Here is a brief summary of the issues I found interesting from the last council meeting on Jan. 7th. This is not intended to fully cover everything that was discussed. The council meets again Tuesday (tomorrow) at 7 pm at the school building. Please attend and listen to the issues for yourself. ~ Karen
The meeting opened with a long discussion of the agenda approval and adding the contract for the prosecuting attorney, which was eventually added to the agenda as the first item of business. Mayor Transue opened discussion on the issue by making his recommendation. Council Member Albertson asked why this candidate had been chosen. There had been 6 proposals, only 2 of which were within budget. Transue, the town attorney and police chief interviewed those two, who scored evenly on the interview. Transue stated that based on reference checking and costs, he recommended Michael Bejarano.
Albertson said he had done his own reference checking on the other candidate and had negotiated a lower rate with her. Albertson wanted Christa Swain appointed as the prosecuting attorney. Council Member Hedrick felt that Albertson had inappropriately taken on duties given to the executive branch and was acting outside the legislative authority of the council. The town attorney said the names proposed on the contract were the preview of the mayor, the terms of the contract were for the council.
Transue noted that he had asked the council to appoint a member to work with him in this selection process after his last candidate was rejected. When there was no response, he moved ahead. Transue said he would take it under advisement if the council moved ahead with the contract for a new prosecuting attorney with a different person than he had proposed. An hour into the meeting, the motion to approve the contract with Ms. Swain’s name inserted and Mr. Bejarano’s deleted was approved 4 to 1 (Hedrick voted no).
Transue noted there were several items on the horizon that would require a budget increase:
1) Since the council had refused to compromise on the proposed lease of the Commencement’s sale center space, there was now legal action that would require an additional $12,000 to $15,000. He noted the length of the overall lease of the school was not an issue at trial.
2) Tacoma will be raising rates; 4% for sewer base rate plus a 7% increase in the consumption rate and 7% increase for garbage.
3) He was unsure what level of service he could provide for the rest of the year, given the council’s cut on overtime for town employees, especially police.
Albertson stated that they can serve the public best if they try to come up with a level of cooperation, such as the mayor giving his reasons for his actions and the council doing the same – that information should go both ways. He felt that information flow had been lacking from the mayor.
Transue asked Albertson for an update on their meeting with Tacoma Fire (to negotiate a new contract for emergency services).
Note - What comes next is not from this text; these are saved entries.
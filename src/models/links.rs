use std::fmt;
use std::sync::{Arc, Weak};

use super::{ModelRepository, WorldModelRepository};

/// Non-owning handles to the repositories a model or view model was
/// created against. Both resolve to `None` once the repository is gone.
#[derive(Clone, Default)]
pub struct RepositoryLinks {
    model_repository: Weak<ModelRepository>,
    world_model_repository: Weak<WorldModelRepository>,
}

impl RepositoryLinks {
    pub fn new(
        model_repository: &Arc<ModelRepository>,
        world_model_repository: Option<&Arc<WorldModelRepository>>,
    ) -> Self {
        Self {
            model_repository: Arc::downgrade(model_repository),
            world_model_repository: world_model_repository
                .map(Arc::downgrade)
                .unwrap_or_default(),
        }
    }

    pub(crate) fn from_weak(
        model_repository: Weak<ModelRepository>,
        world_model_repository: Weak<WorldModelRepository>,
    ) -> Self {
        Self {
            model_repository,
            world_model_repository,
        }
    }

    pub fn model_repository(&self) -> Option<Arc<ModelRepository>> {
        self.model_repository.upgrade()
    }

    pub fn world_model_repository(&self) -> Option<Arc<WorldModelRepository>> {
        self.world_model_repository.upgrade()
    }
}

impl fmt::Debug for RepositoryLinks {
    fn fmt(&self, f: &mut fmt::Formatter<'_>) -> fmt::Result {
        f.debug_struct("RepositoryLinks")
            .field("model_repository", &(self.model_repository.strong_count() > 0))
            .field(
                "world_model_repository",
                &(self.world_model_repository.strong_count() > 0),
            )
            .finish()
    }
}
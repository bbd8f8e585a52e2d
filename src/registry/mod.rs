mod core;

pub use self::core::ClassRegistry;
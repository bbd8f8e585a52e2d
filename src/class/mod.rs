//! Type descriptors used as registry keys.
//!
//! A [`Class`] names a concrete model, view, view model or pop-up kind and
//! knows how to construct it. Registries key on [`ClassId`], which is cheap
//! to copy, hash and compare. Descriptors built with [`Class::abstract_of`]
//! carry no constructor; lookups through them always come back empty.

use std::any::{Any, TypeId, type_name};
use std::fmt;
use std::sync::Arc;

/// Stable identity of a concrete type.
#[derive(Clone, Copy, PartialEq, Eq, Hash)]
pub struct ClassId {
    type_id: TypeId,
    name: &'static str,
}

impl ClassId {
    pub fn of<T: 'static>() -> Self {
        Self {
            type_id: TypeId::of::<T>(),
            name: short_type_name(type_name::<T>()),
        }
    }

    pub fn type_id(&self) -> TypeId {
        self.type_id
    }

    /// Unqualified type name, used for widget names and log fields.
    pub fn name(&self) -> &'static str {
        self.name
    }
}

impl fmt::Debug for ClassId {
    fn fmt(&self, f: &mut fmt::Formatter<'_>) -> fmt::Result {
        write!(f, "ClassId({})", self.name)
    }
}

fn short_type_name(full: &'static str) -> &'static str {
    // Keep generic arguments intact; only strip the leading module path.
    let head = full.split('<').next().unwrap_or(full);
    match head.rfind("::") {
        Some(idx) => &full[idx + 2..],
        None => full,
    }
}

/// A freshly constructed object in both of the forms registries need: the
/// trait object used to drive lifecycle hooks and a type-erased handle used
/// for typed downcasts.
pub struct Instance<B: ?Sized + 'static> {
    pub object: Arc<B>,
    pub any: Arc<dyn Any + Send + Sync>,
}

impl<B: ?Sized + 'static> Clone for Instance<B> {
    fn clone(&self) -> Self {
        Self {
            object: Arc::clone(&self.object),
            any: Arc::clone(&self.any),
        }
    }
}

impl<B: ?Sized + 'static> Instance<B> {
    pub fn downcast<T>(&self) -> Option<Arc<T>>
    where
        T: Send + Sync + 'static,
    {
        Arc::clone(&self.any).downcast::<T>().ok()
    }
}

pub type Factory<B> = fn() -> Instance<B>;

/// Descriptor for a concrete kind of `B` (a trait object type such as
/// `dyn SessionModel`).
pub struct Class<B: ?Sized + 'static> {
    id: ClassId,
    factory: Option<Factory<B>>,
}

impl<B: ?Sized + 'static> Class<B> {
    /// Descriptor backed by an explicit constructor. The `of::<T>()`
    /// helpers on each class alias are the usual way in.
    pub fn with_factory<T: 'static>(factory: Factory<B>) -> Self {
        Self {
            id: ClassId::of::<T>(),
            factory: Some(factory),
        }
    }

    /// Descriptor without a constructor, the equivalent of an unset or
    /// abstract type reference.
    pub fn abstract_of<T: 'static>() -> Self {
        Self {
            id: ClassId::of::<T>(),
            factory: None,
        }
    }

    pub fn id(&self) -> ClassId {
        self.id
    }

    pub fn type_id(&self) -> TypeId {
        self.id.type_id
    }

    pub fn name(&self) -> &'static str {
        self.id.name
    }

    pub fn is_valid(&self) -> bool {
        self.factory.is_some()
    }

    pub fn instantiate(&self) -> Option<Instance<B>> {
        self.factory.map(|factory| factory())
    }
}

impl<B: ?Sized + 'static> Clone for Class<B> {
    fn clone(&self) -> Self {
        *self
    }
}

impl<B: ?Sized + 'static> Copy for Class<B> {}

impl<B: ?Sized + 'static> PartialEq for Class<B> {
    fn eq(&self, other: &Self) -> bool {
        self.id == other.id
    }
}

impl<B: ?Sized + 'static> Eq for Class<B> {}

impl<B: ?Sized + 'static> fmt::Debug for Class<B> {
    fn fmt(&self, f: &mut fmt::Formatter<'_>) -> fmt::Result {
        f.debug_struct("Class")
            .field("name", &self.id.name)
            .field("valid", &self.is_valid())
            .finish()
    }
}

#[cfg(test)]
mod tests {
    use super::*;

    trait Shape: Send + Sync {
        fn sides(&self) -> u32;
    }

    #[derive(Default)]
    struct Square;

    impl Shape for Square {
        fn sides(&self) -> u32 {
            4
        }
    }

    fn square_class() -> Class<dyn Shape> {
        Class::<dyn Shape>::with_factory::<Square>(|| {
            let square = Arc::new(Square);
            Instance {
                object: square.clone(),
                any: square,
            }
        })
    }

    #[test]
    fn instantiate_builds_both_handles() {
        let class = square_class();
        assert!(class.is_valid());
        assert_eq!(class.name(), "Square");
        let instance = class.instantiate().expect("instance");
        assert_eq!(instance.object.sides(), 4);
        assert!(instance.downcast::<Square>().is_some());
        assert!(instance.downcast::<String>().is_none());
    }

    #[test]
    fn abstract_class_has_no_instances() {
        let class = Class::<dyn Shape>::abstract_of::<Square>();
        assert!(!class.is_valid());
        assert!(class.instantiate().is_none());
        assert_eq!(class, square_class());
    }

    #[test]
    fn short_names_strip_module_path() {
        assert_eq!(short_type_name("a::b::Login"), "Login");
        assert_eq!(short_type_name("Login"), "Login");
        assert_eq!(
            short_type_name("a::Wrapper<b::Inner>"),
            "Wrapper<b::Inner>"
        );
    }
}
Albertson felt any discussion should wait until the study session on Jan. 14th.
When public comment was opened, I asked Albertson and Council Member Stebner to provide a copy of the contract with Tacoma Fire now so the public could review it before the next meeting. They gave no response. They eventually acknowledged there had been a meeting with Tacoma Fire, but would not talk about it until the study session.
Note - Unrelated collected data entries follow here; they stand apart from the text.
#[cfg(test)]
mod tests {
    use super::*;
    use crate::host::simulated::{Attachment, SimulatedHost};
    use crate::host::{HostServices, UiLayer, Visibility};
    use crate::logging::{Logger, MemorySink};
    use crate::runtime::Application;
    use crate::runtime::audit::BufferedLifecycleAudit;
    use crate::view::{ViewModel, ViewModelBinding, ViewModelClass};
    use std::sync::atomic::AtomicUsize;

    static LOGIN_INITS: AtomicUsize = AtomicUsize::new(0);

    #[derive(Default)]
    struct LoginViewModel;

    impl ViewModel for LoginViewModel {
        fn on_initialize(&self, _binding: &ViewModelBinding) {
            LOGIN_INITS.fetch_add(1, Ordering::SeqCst);
        }
    }

    #[derive(Default)]
    struct LoginWindow;

    impl View for LoginWindow {
        fn view_model_class(&self) -> Option<ViewModelClass> {
            Some(ViewModelClass::of::<LoginViewModel>())
        }
    }

    #[derive(Default)]
    struct PlainViewModel {
        destroys: AtomicUsize,
    }

    impl ViewModel for PlainViewModel {
        fn on_destroy(&self, _binding: &ViewModelBinding) {
            self.destroys.fetch_add(1, Ordering::SeqCst);
        }
    }

    #[derive(Default)]
    struct Inventory;

    impl View for Inventory {
        fn view_model_class(&self) -> Option<ViewModelClass> {
            Some(ViewModelClass::of::<PlainViewModel>())
        }

        fn layer(&self) -> UiLayer {
            UiLayer::Hud
        }
    }

    #[derive(Default)]
    struct Map;

    impl View for Map {
        fn view_model_class(&self) -> Option<ViewModelClass> {
            Some(ViewModelClass::of::<PlainViewModel>())
        }
    }

    #[derive(Default)]
    struct Broken;

    impl View for Broken {
        fn view_model_class(&self) -> Option<ViewModelClass> {
            None
        }
    }

    #[derive(Default)]
    struct Toast;

    impl PopUp for Toast {}

    struct Fixture {
        app: Arc<Application>,
        world: Arc<World>,
        host: Arc<SimulatedHost>,
    }

    fn fixture_with(config: FrameworkConfig, host: SimulatedHost) -> Fixture {
        let host = Arc::new(host);
        let app = Application::new(config);
        let world = app.create_world("scene", HostServices::from_host(host.clone()));
        Fixture { app, world, host }
    }

    fn fixture() -> Fixture {
        fixture_with(FrameworkConfig::default(), SimulatedHost::new())
    }

    #[test]
    fn login_window_scenario() {
        let fixture = fixture();
        let windows = fixture.world.window_subsystem();

        let before = LOGIN_INITS.load(Ordering::SeqCst);
        let first = windows
            .open_window::<LoginWindow>(None)
            .expect("open")
            .expect("window");
        assert!(first.is_initialized());
        assert!(windows.is_open::<LoginWindow>());
        assert!(fixture.host.is_on_display(first.handle()));

        let second = windows
            .open_window::<LoginWindow>(None)
            .expect("reopen")
            .expect("window");
        assert!(Arc::ptr_eq(&first, &second));
        assert_eq!(LOGIN_INITS.load(Ordering::SeqCst) - before, 1);

        assert_eq!(windows.close_all_windows(), 1);
        assert!(!windows.is_open::<LoginWindow>());
        assert!(!fixture.host.is_on_display(first.handle()));
        assert!(first.is_removed());
    }

    #[test]
    fn close_window_reports_presence() {
        let fixture = fixture();
        let windows = fixture.world.window_subsystem();
        assert!(!windows.close_window::<Inventory>());
        assert_eq!(windows.open_window_count(), 0);

        let inventory = windows
            .open_window::<Inventory>(None)
            .expect("open")
            .expect("window");
        assert_eq!(
            fixture.host.attachment(inventory.handle()),
            Some(Attachment::Display(UiLayer::Hud))
        );
        let view_model = inventory.view_model::<PlainViewModel>().expect("view model");

        assert!(windows.close_window::<Inventory>());
        assert!(!windows.is_open::<Inventory>());
        assert!(!fixture.host.is_on_display(inventory.handle()));
        assert_eq!(view_model.destroys.load(Ordering::SeqCst), 1);
        assert!(!windows.close_window::<Inventory>());
    }

    #[test]
    fn hidden_state_is_inherited_and_restored() {
        let fixture = fixture();
        let windows = fixture.world.window_subsystem();
        let inventory = windows
            .open_window::<Inventory>(None)
            .expect("open")
            .expect("window");

        windows.hide_all_windows();
        windows.hide_all_windows();
        assert!(windows.is_hidden());
        assert_eq!(
            fixture.host.visibility(inventory.handle()),
            Some(Visibility::Collapsed)
        );

        let map = windows.open_window::<Map>(None).expect("open").expect("window");
        assert_eq!(fixture.host.visibility(map.handle()), Some(Visibility::Collapsed));

        windows.show_all_windows();
        assert_eq!(fixture.host.visibility(map.handle()), Some(Visibility::Visible));
        assert_eq!(
            fixture.host.visibility(inventory.handle()),
            Some(Visibility::Visible)
        );
    }

    #[test]
    fn pop_ups_are_never_deduplicated() {
        let fixture = fixture();
        let windows = fixture.world.window_subsystem();
        let first = windows
            .create_pop_up::<Toast>(None, None)
            .expect("create")
            .expect("pop-up");
        let second = windows
            .create_pop_up::<Toast>(None, None)
            .expect("create")
            .expect("pop-up");
        assert!(!Arc::ptr_eq(&first, &second));
        assert_ne!(first.handle(), second.handle());
        assert_eq!(windows.open_window_count(), 0);
        assert!(first.is_initialized() && second.is_initialized());
    }

    #[test]
    fn pop_up_attaches_to_parent_container() {
        let fixture = fixture();
        let windows = fixture.world.window_subsystem();
        let map = windows.open_window::<Map>(None).expect("open").expect("window");
        let toast = windows
            .create_pop_up::<Toast>(None, Some(map.handle()))
            .expect("create")
            .expect("pop-up");
        assert_eq!(fixture.host.children_of(map.handle()), vec![toast.handle()]);
        assert!(!fixture.host.is_on_display(toast.handle()));
    }

    #[test]
    fn headless_context_disables_everything() {
        let fixture = fixture_with(FrameworkConfig::default(), SimulatedHost::headless());
        let windows = fixture.world.window_subsystem();
        assert!(windows.open_window::<LoginWindow>(None).expect("open").is_none());
        assert!(windows.create_pop_up::<Toast>(None, None).expect("pop-up").is_none());
        assert!(windows.create_view::<Map>(None).expect("view").is_none());
        assert!(!windows.is_open::<LoginWindow>());
        assert_eq!(fixture.host.widget_count(), 0);
    }

    #[test]
    fn abstract_class_is_never_open() {
        let fixture = fixture();
        let windows = fixture.world.window_subsystem();
        let map = windows
            .open_window::<Map>(None)
            .expect("open")
            .expect("window");

        let class = ViewClass::abstract_of::<Map>();
        assert!(windows.open_window_by_class(&class, None).expect("open").is_none());
        assert!(!windows.is_open_by_class(&class));
        assert!(!windows.close_window_by_class(&class));

        assert!(windows.is_open::<Map>());
        assert!(!map.is_removed());
        assert_eq!(fixture.host.attached_count(), 1);
    }

    #[test]
    fn initialize_exists_view_is_skipped_when_headless() {
        let fixture = fixture();
        let windows = fixture.world.window_subsystem();
        let view = windows
            .create_view::<Map>(None)
            .expect("create")
            .expect("view");

        fixture.host.set_headless(true);
        assert!(!windows.initialize_exists_view(&view).expect("initialize"));
        assert!(!view.is_initialized());
        assert!(view.view_model_binding().is_none());

        fixture.host.set_headless(false);
        assert!(windows.initialize_exists_view(&view).expect("initialize"));
        assert!(view.is_initialized());
    }

    #[test]
    fn failed_initialization_rolls_back() {
        let fixture = fixture();
        let windows = fixture.world.window_subsystem();
        let err = windows.open_window::<Broken>(None).err().expect("error");
        assert!(matches!(err, MvvmError::MissingViewModelClass { .. }));
        assert!(!windows.is_open::<Broken>());
        assert_eq!(fixture.host.attached_count(), 0);
    }

    #[test]
    fn windows_need_a_live_application() {
        let fixture = fixture();
        let world = Arc::clone(&fixture.world);
        drop(fixture.app);
        let err = world
            .window_subsystem()
            .open_window::<Map>(None)
            .err()
            .expect("error");
        assert!(matches!(err, MvvmError::SessionRepositoryUnavailable { .. }));
        assert_eq!(fixture.host.widget_count(), 0);
    }

    #[test]
    fn world_teardown_closes_windows() {
        let fixture = fixture();
        let windows = Arc::clone(fixture.world.window_subsystem());
        windows.open_window::<Map>(None).expect("open");
        windows.open_window::<Inventory>(None).expect("open");
        fixture.world.teardown().expect("teardown");
        assert_eq!(windows.open_window_count(), 0);
        assert_eq!(fixture.host.attached_count(), 0);
    }

    #[test]
    fn window_lifecycle_is_audited() {
        let audit = Arc::new(BufferedLifecycleAudit::new());
        let sink = MemorySink::new();
        let mut config = FrameworkConfig::default()
            .with_audit(audit.clone())
            .with_logger(Logger::new(sink.clone()));
        config.enable_metrics();
        let fixture = fixture_with(config, SimulatedHost::new());
        let windows = fixture.world.window_subsystem();

        windows.open_window::<Map>(None).expect("open");
        windows.hide_all_windows();
        windows.show_all_windows();
        windows.close_window::<Map>();

        assert_eq!(
            audit.stages(),
            vec![
                LifecycleAuditStage::ViewInitialized,
                LifecycleAuditStage::WindowOpened,
                LifecycleAuditStage::WindowsHidden,
                LifecycleAuditStage::WindowsShown,
                LifecycleAuditStage::WindowClosed,
            ]
        );
        let opened = sink
            .events()
            .into_iter()
            .find(|event| event.message == "window_opened")
            .expect("opened event");
        assert_eq!(opened.target, WINDOWS_TARGET);
        assert_eq!(opened.field("layer"), Some(&json!("gameplay_view")));

        let snapshot = fixture.app.metrics_snapshot().expect("metrics");
        assert_eq!(snapshot.windows_opened, 1);
        assert_eq!(snapshot.windows_closed, 1);
        assert_eq!(snapshot.views_initialized, 1);
    }
}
Fire Chief Torbet then asked for details of the contract with Tacoma Fire. If there were numbers available from Tacoma, the council owed it to at least the fire committee to review them and not keep them so hidden. He asked Albertson and Stebner if there was a reason they were hiding these numbers? He found it very objectionable that the council was not being forthright with this information.
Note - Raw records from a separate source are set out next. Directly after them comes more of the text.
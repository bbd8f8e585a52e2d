//! Contracts for the engine/UI host the framework sits on.
//!
//! The framework never renders anything itself. It asks the host to create
//! widgets, attach them to the screen or to a parent container, flip their
//! visibility and schedule one-shot timers. [`simulated::SimulatedHost`]
//! implements all three host traits in memory.

use std::fmt;
use std::sync::Arc;
use std::time::Duration;

use serde::Serialize;

pub mod simulated;

/// Opaque widget handle minted by the display host.
#[derive(Debug, Clone, Copy, PartialEq, Eq, Hash, PartialOrd, Ord, Serialize)]
pub struct WidgetHandle(pub u64);

/// Opaque handle for a pending one-shot timer.
#[derive(Debug, Clone, Copy, PartialEq, Eq, Hash, PartialOrd, Ord, Serialize)]
pub struct TimerHandle(pub u64);

/// Opaque handle for a local player/controller that can own widgets.
#[derive(Debug, Clone, Copy, PartialEq, Eq, Hash, PartialOrd, Ord, Serialize)]
pub struct ControllerHandle(pub u64);

/// Screen layer a view is attached to. Later variants draw on top.
#[derive(Debug, Clone, Copy, PartialEq, Eq, Hash, PartialOrd, Ord, Serialize, Default)]
#[serde(rename_all = "snake_case")]
pub enum UiLayer {
    BehindHud,
    Hud,
    #[default]
    GameplayView,
    PopUp,
}

impl UiLayer {
    pub fn z_order(self) -> i32 {
        match self {
            UiLayer::BehindHud => 0,
            UiLayer::Hud => 1,
            UiLayer::GameplayView => 2,
            UiLayer::PopUp => 3,
        }
    }
}

#[derive(Debug, Clone, Copy, PartialEq, Eq, Hash, Serialize, Default)]
#[serde(rename_all = "snake_case")]
pub enum Visibility {
    /// Drawn and hit-testable.
    #[default]
    Visible,
    /// Drawn but ignores input.
    HitTestInvisible,
    /// Not drawn, takes no space, ignores input.
    Collapsed,
}

pub trait DisplayHost: Send + Sync {
    fn create_widget(&self, class_name: &str, owner: Option<ControllerHandle>) -> WidgetHandle;
    fn attach_to_display(&self, widget: WidgetHandle, layer: UiLayer);
    fn attach_to_container(&self, container: WidgetHandle, child: WidgetHandle);
    /// Removes the widget from whatever it is attached to.
    fn detach(&self, widget: WidgetHandle);
    fn set_visibility(&self, widget: WidgetHandle, visibility: Visibility);
    /// Destroys a widget that will never be shown again.
    fn release_widget(&self, widget: WidgetHandle) {
        self.detach(widget);
    }
}

pub type TimerCallback = Box<dyn FnOnce() + Send>;

pub trait TimerHost: Send + Sync {
    /// Runs `callback` once on the UI thread after `delay`.
    fn schedule_once(&self, delay: Duration, callback: TimerCallback) -> TimerHandle;
    /// Drops a pending callback. Unknown or already-fired handles are ignored.
    fn cancel(&self, timer: TimerHandle);
}

pub trait ContextHost: Send + Sync {
    /// True on dedicated servers and other contexts without a screen.
    fn is_headless(&self) -> bool;
    fn default_controller(&self) -> Option<ControllerHandle>;
}

/// The three host collaborators a scene needs, bundled for injection.
#[derive(Clone)]
pub struct HostServices {
    pub display: Arc<dyn DisplayHost>,
    pub timers: Arc<dyn TimerHost>,
    pub context: Arc<dyn ContextHost>,
}

impl HostServices {
    pub fn new(
        display: Arc<dyn DisplayHost>,
        timers: Arc<dyn TimerHost>,
        context: Arc<dyn ContextHost>,
    ) -> Self {
        Self {
            display,
            timers,
            context,
        }
    }

    /// Uses one object for every host role.
    pub fn from_host<H>(host: Arc<H>) -> Self
    where
        H: DisplayHost + TimerHost + ContextHost + 'static,
    {
        Self {
            display: host.clone(),
            timers: host.clone(),
            context: host,
        }
    }

    pub fn is_headless(&self) -> bool {
        self.context.is_headless()
    }
}

impl fmt::Debug for HostServices {
    fn fmt(&self, f: &mut fmt::Formatter<'_>) -> fmt::Result {
        f.debug_struct("HostServices")
            .field("headless", &self.is_headless())
            .finish_non_exhaustive()
    }
}

/// A widget the framework created through the display host.
#[derive(Clone)]
pub struct Widget {
    handle: WidgetHandle,
    owner: Option<ControllerHandle>,
    display: Arc<dyn DisplayHost>,
}

impl Widget {
    pub fn create(
        display: &Arc<dyn DisplayHost>,
        class_name: &str,
        owner: Option<ControllerHandle>,
    ) -> Self {
        let handle = display.create_widget(class_name, owner);
        Self {
            handle,
            owner,
            display: Arc::clone(display),
        }
    }

    pub fn handle(&self) -> WidgetHandle {
        self.handle
    }

    pub fn owner(&self) -> Option<ControllerHandle> {
        self.owner
    }

    pub fn set_visibility(&self, visibility: Visibility) {
        self.display.set_visibility(self.handle, visibility);
    }

    pub fn attach_to_display(&self, layer: UiLayer) {
        self.display.attach_to_display(self.handle, layer);
    }

    pub fn attach_to_container(&self, container: WidgetHandle) {
        self.display.attach_to_container(container, self.handle);
    }

    pub fn detach(&self) {
        self.display.detach(self.handle);
    }

    pub fn release(&self) {
        self.display.release_widget(self.handle);
    }
}

impl fmt::Debug for Widget {
    fn fmt(&self, f: &mut fmt::Formatter<'_>) -> fmt::Result {
        f.debug_struct("Widget")
            .field("handle", &self.handle)
            .field("owner", &self.owner)
            .finish()
    }
}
Last August, Ruston was awarded a grant from the state’s Community and Economic Development agency (CTED) for $75,000 to update the Master Development Plan (MPD) for the Point Ruston property to make it consistent with all the town’s land use codes. There have been inconsistencies discovered both within the MPD and with Ruston’s zoning codes and comprehensive plan. The grant requires a $31,400 match from Ruston that the council had removed from the budget.
A CTED representative at the meeting announced that they were not sure they could fund the grant under these conditions. Among other things, the time line was critical and the contract (as presented) had to be signed this week. Council Member Huson expressed ongoing concerned about the cost of the town planners (who are outside consultants) and his determination to hire an in-house house planner. The town’s consultants would do most of the work on this grant. The council eventually approved signing the contract while acknowledging that a budget amendment would be needed to fulfill the obligations of that contract.
I’ve already given a summary of what happened at the study session the following Monday on the fire department. Prior to the study session, Tacoma had released a letter stating they had withdrawn from contract negotiations on Jan. 3rd at the meeting with Stebner and Alberston. The timing is interesting; Stebner and Albertson apparently knew on Jan. 3rd that Tacoma had withdrawn from negotiations, yet at this meeting on Jan. 7th they refused to talk about details of the meeting with Tacoma until the study session on Jan. 14th. These council members began that meeting on the 14th by questioning Chief Torbet about what criteria they should use to judge between Tacoma and Ruston emergency services without acknowledging the letter from Tacoma or the fact there was not contract on the table.